[Stored data entries]
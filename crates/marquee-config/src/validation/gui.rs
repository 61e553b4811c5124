//! Webview handshake timing validation.

use crate::schema::MarqueeConfig;

use super::helpers::validate_range;

pub(crate) fn validate_gui(errors: &mut Vec<String>, config: &MarqueeConfig) {
    let gui = &config.gui;
    validate_range(errors, "gui.ready_timeout_ms", gui.ready_timeout_ms, 100, 600_000);
    validate_range(errors, "gui.backoff_step_ms", gui.backoff_step_ms, 0, 600_000);
    validate_range(
        errors,
        "gui.max_open_attempts",
        u64::from(gui.max_open_attempts),
        1,
        50,
    );
    validate_range(errors, "gui.recovery_initial_ms", gui.recovery_initial_ms, 0, 60_000);
    validate_range(
        errors,
        "gui.recovery_interval_ms",
        gui.recovery_interval_ms,
        100,
        600_000,
    );
}
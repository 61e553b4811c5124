mod cli;
mod dashboard;
mod host;

use std::sync::Arc;

use marquee_common::MarqueeError;
use marquee_config::MarqueeConfig;
use marquee_state::{FileStorage, MemoryStorage, StateManager, Storage};
use tracing::{error, info, warn};
use tracing_subscriber::EnvFilter;

use crate::cli::{Args, Command};

/// Config from `--config` or the default location; defaults on failure.
/// The error is returned alongside so it can be logged once logging is up.
fn load_config(args: &Args) -> (MarqueeConfig, Option<String>) {
    let loaded = match &args.config {
        Some(path) => marquee_config::load_config_from(path),
        None => marquee_config::load_config(),
    };
    match loaded {
        Ok(config) => (config, None),
        Err(e) => (MarqueeConfig::default(), Some(e.to_string())),
    }
}

fn init_logging(args: &Args, config: &MarqueeConfig) {
    let fallback = format!("marquee={}", config.logging.level);
    let directive = args.log_level.clone().unwrap_or(fallback);
    tracing_subscriber::fmt()
        .with_env_filter(
            EnvFilter::from_default_env().add_directive(
                directive
                    .parse()
                    .unwrap_or_else(|_| tracing_subscriber::filter::LevelFilter::INFO.into()),
            ),
        )
        .init();
}

fn open_state(config: &MarqueeConfig, ephemeral: bool) -> Result<Arc<StateManager>, MarqueeError> {
    let storage: Arc<dyn Storage> = match config.storage.resolved_path() {
        Some(path) if !ephemeral => {
            info!(path = %path.display(), "Using state file");
            Arc::new(FileStorage::new(path))
        }
        Some(_) => {
            info!("Keeping state in memory");
            Arc::new(MemoryStorage::new())
        }
        None => {
            warn!("No data directory available, keeping state in memory");
            Arc::new(MemoryStorage::new())
        }
    };

    let state = Arc::new(StateManager::new(storage)?);
    dashboard::register(&state)?;
    Ok(state)
}

async fn run(args: Args, config: MarqueeConfig) -> Result<(), MarqueeError> {
    match args.command {
        Command::Serve { bind, ephemeral } => {
            let state = open_state(&config, ephemeral)?;
            let bind = bind.unwrap_or_else(|| config.server.bind.clone());
            host::serve(&config, state, &bind).await
        }
        Command::Recover => {
            let state = open_state(&config, false)?;
            let snapshot = serde_json::to_string_pretty(&state.recover())
                .map_err(|e| MarqueeError::Other(e.to_string()))?;
            println!("{snapshot}");
            Ok(())
        }
        Command::Modes => {
            let state = open_state(&config, false)?;
            let active = dashboard::active_mode(&state);
            for line in dashboard::describe(&dashboard::modes(&state), &active) {
                println!("{line}");
            }
            Ok(())
        }
        Command::Reset => {
            let state = open_state(&config, false)?;
            state.clear()?;
            println!("Marquee state cleared");
            Ok(())
        }
        Command::Config { write } => {
            println!("{}", marquee_config::config_to_json(&config));
            if write {
                match &args.config {
                    Some(path) => marquee_config::save_config_to_path(&config, path)?,
                    None => marquee_config::save_config(&config)?,
                }
                info!("Config written");
            }
            Ok(())
        }
    }
}

#[tokio::main]
async fn main() {
    let args = cli::parse();
    let (config, config_error) = load_config(&args);
    init_logging(&args, &config);

    info!("Marquee v{} starting...", env!("CARGO_PKG_VERSION"));
    if let Some(e) = config_error {
        warn!("Config load failed, using defaults: {e}");
    }

    if let Err(e) = run(args, config).await {
        error!(error = %e, "Marquee exited with an error");
        std::process::exit(1);
    }
}
//! Webview panel lifecycle.
//!
//! `GuiController` owns at most one primary panel and moves it through
//! `Closed -> Opening -> AwaitingReady -> Active -> Closed`. Every open
//! bumps a generation counter; async work started for an older generation
//! finds it stale and stops, so a timer from a disposed panel can never act
//! on its successor.

use std::sync::{Arc, Mutex, PoisonError};

use marquee_channel::{Channel, ChannelRegistry, Client, Endpoint};
use marquee_common::{Disposable, JsonMap, LifecycleBus, LifecycleEvent};
use marquee_state::{StateManager, WidgetExtension};
use serde_json::Value;
use tokio::task::JoinHandle;
use tracing::{debug, info, warn};

use crate::bootstrap::BootstrapDocument;
use crate::commands::CommandRegistry;
use crate::panel::{Panel, PanelFactory};

mod handlers;
mod lifecycle;
mod types;


pub use types::{ControllerOptions, GuiState};

/// Namespace of the channel between the host and the Marquee GUI itself.
pub const GUI_CHANNEL: &str = "vscode.marquee";

/// Host-side owner of the Marquee panel.
///
/// Cloning shares the same controller.
#[derive(Clone)]
pub struct GuiController {
    inner: Arc<ControllerInner>,
}

pub(crate) struct ControllerInner {
    pub(crate) options: ControllerOptions,
    pub(crate) factory: Arc<dyn PanelFactory>,
    pub(crate) state: Arc<StateManager>,
    pub(crate) channels: Arc<ChannelRegistry>,
    pub(crate) commands: Arc<CommandRegistry>,
    pub(crate) lifecycle: Arc<LifecycleBus>,
    pub(crate) extensions: Mutex<Vec<WidgetExtension>>,
    pub(crate) session: Mutex<Session>,
}

/// Everything tied to the current panel.
#[derive(Default)]
pub(crate) struct Session {
    pub(crate) status: GuiState,
    pub(crate) generation: u64,
    pub(crate) panel: Option<Arc<dyn Panel>>,
    pub(crate) endpoint: Option<Arc<dyn Endpoint>>,
    pub(crate) client: Option<Client>,
    /// The open/serve task of the primary panel.
    pub(crate) task: Option<JoinHandle<()>>,
    /// Widget channel registrations and secondary webviews.
    pub(crate) side_tasks: Vec<JoinHandle<()>>,
    pub(crate) secondaries: Vec<(Arc<dyn Panel>, Arc<dyn Endpoint>)>,
    pub(crate) disposables: Vec<Disposable>,
}

impl GuiController {
    pub fn new(
        options: ControllerOptions,
        factory: Arc<dyn PanelFactory>,
        state: Arc<StateManager>,
        lifecycle: Arc<LifecycleBus>,
    ) -> Self {
        Self {
            inner: Arc::new(ControllerInner {
                options,
                factory,
                state,
                channels: Arc::new(ChannelRegistry::new()),
                commands: Arc::new(CommandRegistry::new()),
                lifecycle,
                extensions: Mutex::new(Vec::new()),
                session: Mutex::new(Session::default()),
            }),
        }
    }

    pub fn status(&self) -> GuiState {
        self.inner.lock_session().status
    }

    pub fn is_active(&self) -> bool {
        self.status() == GuiState::Active
    }

    pub fn options(&self) -> &ControllerOptions {
        &self.inner.options
    }

    pub fn state_manager(&self) -> &Arc<StateManager> {
        &self.inner.state
    }

    pub fn channels(&self) -> &Arc<ChannelRegistry> {
        &self.inner.channels
    }

    pub fn commands(&self) -> &Arc<CommandRegistry> {
        &self.inner.commands
    }

    pub fn lifecycle(&self) -> &Arc<LifecycleBus> {
        &self.inner.lifecycle
    }

    /// Send an event to the GUI over its channel. Returns false while no
    /// panel is active.
    pub fn broadcast(&self, event: &str, payload: Value) -> bool {
        let client = self.inner.lock_session().client.clone();
        match client {
            Some(client) => {
                client.emit(event, payload);
                true
            }
            None => {
                debug!(event = %event, "No active panel, broadcast dropped");
                false
            }
        }
    }

    /// Add a widget extension. Its script goes into the next bootstrap
    /// document; if it exports a widget API, a channel is registered for it
    /// whenever a panel becomes active (immediately if one already is).
    pub fn register_extension(&self, extension: WidgetExtension) {
        self.inner
            .extensions
            .lock()
            .unwrap_or_else(PoisonError::into_inner)
            .push(extension.clone());

        let active = {
            let session = self.inner.lock_session();
            match (&session.endpoint, session.status) {
                (Some(endpoint), GuiState::Active) => Some((session.generation, Arc::clone(endpoint))),
                _ => None,
            }
        };
        if let Some((generation, endpoint)) = active {
            self.inner.bind_extension(generation, &endpoint, &extension);
        }
    }

    /// The payload a new panel is created with.
    pub fn document(&self) -> BootstrapDocument {
        self.inner.document()
    }
}

impl ControllerInner {
    pub(crate) fn lock_session(&self) -> std::sync::MutexGuard<'_, Session> {
        self.session.lock().unwrap_or_else(PoisonError::into_inner)
    }

    /// Run `f` on the session if `generation` is still current.
    pub(crate) fn with_current<R>(&self, generation: u64, f: impl FnOnce(&mut Session) -> R) -> Option<R> {
        let mut session = self.lock_session();
        (session.generation == generation).then(|| f(&mut *session))
    }

    pub(crate) fn document(&self) -> BootstrapDocument {
        let widget_scripts = self
            .extensions
            .lock()
            .unwrap_or_else(PoisonError::into_inner)
            .iter()
            .filter(|ext| ext.active)
            .filter_map(|ext| ext.widget_script.clone())
            .collect();
        BootstrapDocument::new(self.options.title.clone(), self.state.recover(), widget_scripts)
    }

    /// The GUI's own channel, created on first use.
    pub(crate) fn gui_channel(&self) -> Channel {
        if let Some(channel) = self.channels.get(GUI_CHANNEL) {
            return channel;
        }
        let channel = Channel::new(GUI_CHANNEL, JsonMap::new());
        self.channels.insert(channel.clone());
        channel
    }

    /// Register a channel for one extension on `endpoint` and hand the
    /// client to the extension once the webview acknowledges it.
    pub(crate) fn bind_extension(
        self: &Arc<Self>,
        generation: u64,
        endpoint: &Arc<dyn Endpoint>,
        extension: &WidgetExtension,
    ) {
        let Some(api) = extension.channel_api().cloned() else {
            return;
        };

        let mut defaults = api.default_state();
        defaults.extend(api.default_configuration());
        let channel = Channel::new(extension.id.clone(), defaults);
        self.channels.insert(channel.clone());

        let inner = Arc::clone(self);
        let endpoint = Arc::clone(endpoint);
        let namespace = extension.id.clone();
        let timeout = self.options.ready_timeout;
        let task = tokio::spawn(async move {
            match channel.register_with_timeout(vec![endpoint], timeout).await {
                Ok(client) => {
                    let mut pending = api.setup(client);
                    inner.with_current(generation, |session| {
                        session.disposables.extend(pending.take());
                    });
                    if let Some(stale) = pending {
                        stale.dispose();
                    }
                    info!(namespace = %namespace, "Widget channel bound");
                }
                Err(e) => {
                    warn!(namespace = %namespace, error = %e, "Widget channel not acknowledged");
                }
            }
        });

        let mut task = Some(task);
        self.with_current(generation, |session| session.side_tasks.extend(task.take()));
        if let Some(stale) = task {
            stale.abort();
            debug!(namespace = %extension.id, "Panel changed before widget channel was bound");
        }
    }

    /// Drop everything tied to the current panel without touching the
    /// status or publishing events. The caller holds the session lock.
    pub(crate) fn reset_session(&self, session: &mut Session) {
        if let Some(task) = session.task.take() {
            task.abort();
        }
        for task in session.side_tasks.drain(..) {
            task.abort();
        }
        for disposable in session.disposables.drain(..) {
            disposable.dispose();
        }
        if let Some(endpoint) = session.endpoint.take() {
            self.state.detach_endpoint(endpoint.id());
            self.channels.detach_endpoint(endpoint.id());
        }
        if let Some(panel) = session.panel.take() {
            panel.dispose();
        }
        for (panel, endpoint) in session.secondaries.drain(..) {
            self.state.detach_endpoint(endpoint.id());
            self.channels.detach_endpoint(endpoint.id());
            panel.dispose();
        }
        session.client = None;
    }

    pub(crate) fn publish(&self, event: LifecycleEvent) {
        let receivers = self.lifecycle.publish(event.clone());
        debug!(?event, receivers, "Lifecycle event published");
    }
}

**About this exercise**
Starting at the first line of the data above, retype each line exactly until you reach the line containing "gui.ready_timeout_ms, 100, 600_000);", and include that line too.

**Written answer**
filename crates/marquee-config/src/validation/gui.rs
repository 61e553b4811c5124
//! Webview handshake timing validation.

use crate::schema::MarqueeConfig;

use super::helpers::validate_range;

pub(crate) fn validate_gui(errors: &mut Vec<String>, config: &MarqueeConfig) {
    let gui = &config.gui;
    validate_range(errors, "gui.ready_timeout_ms", gui.ready_timeout_ms, 100, 600_000);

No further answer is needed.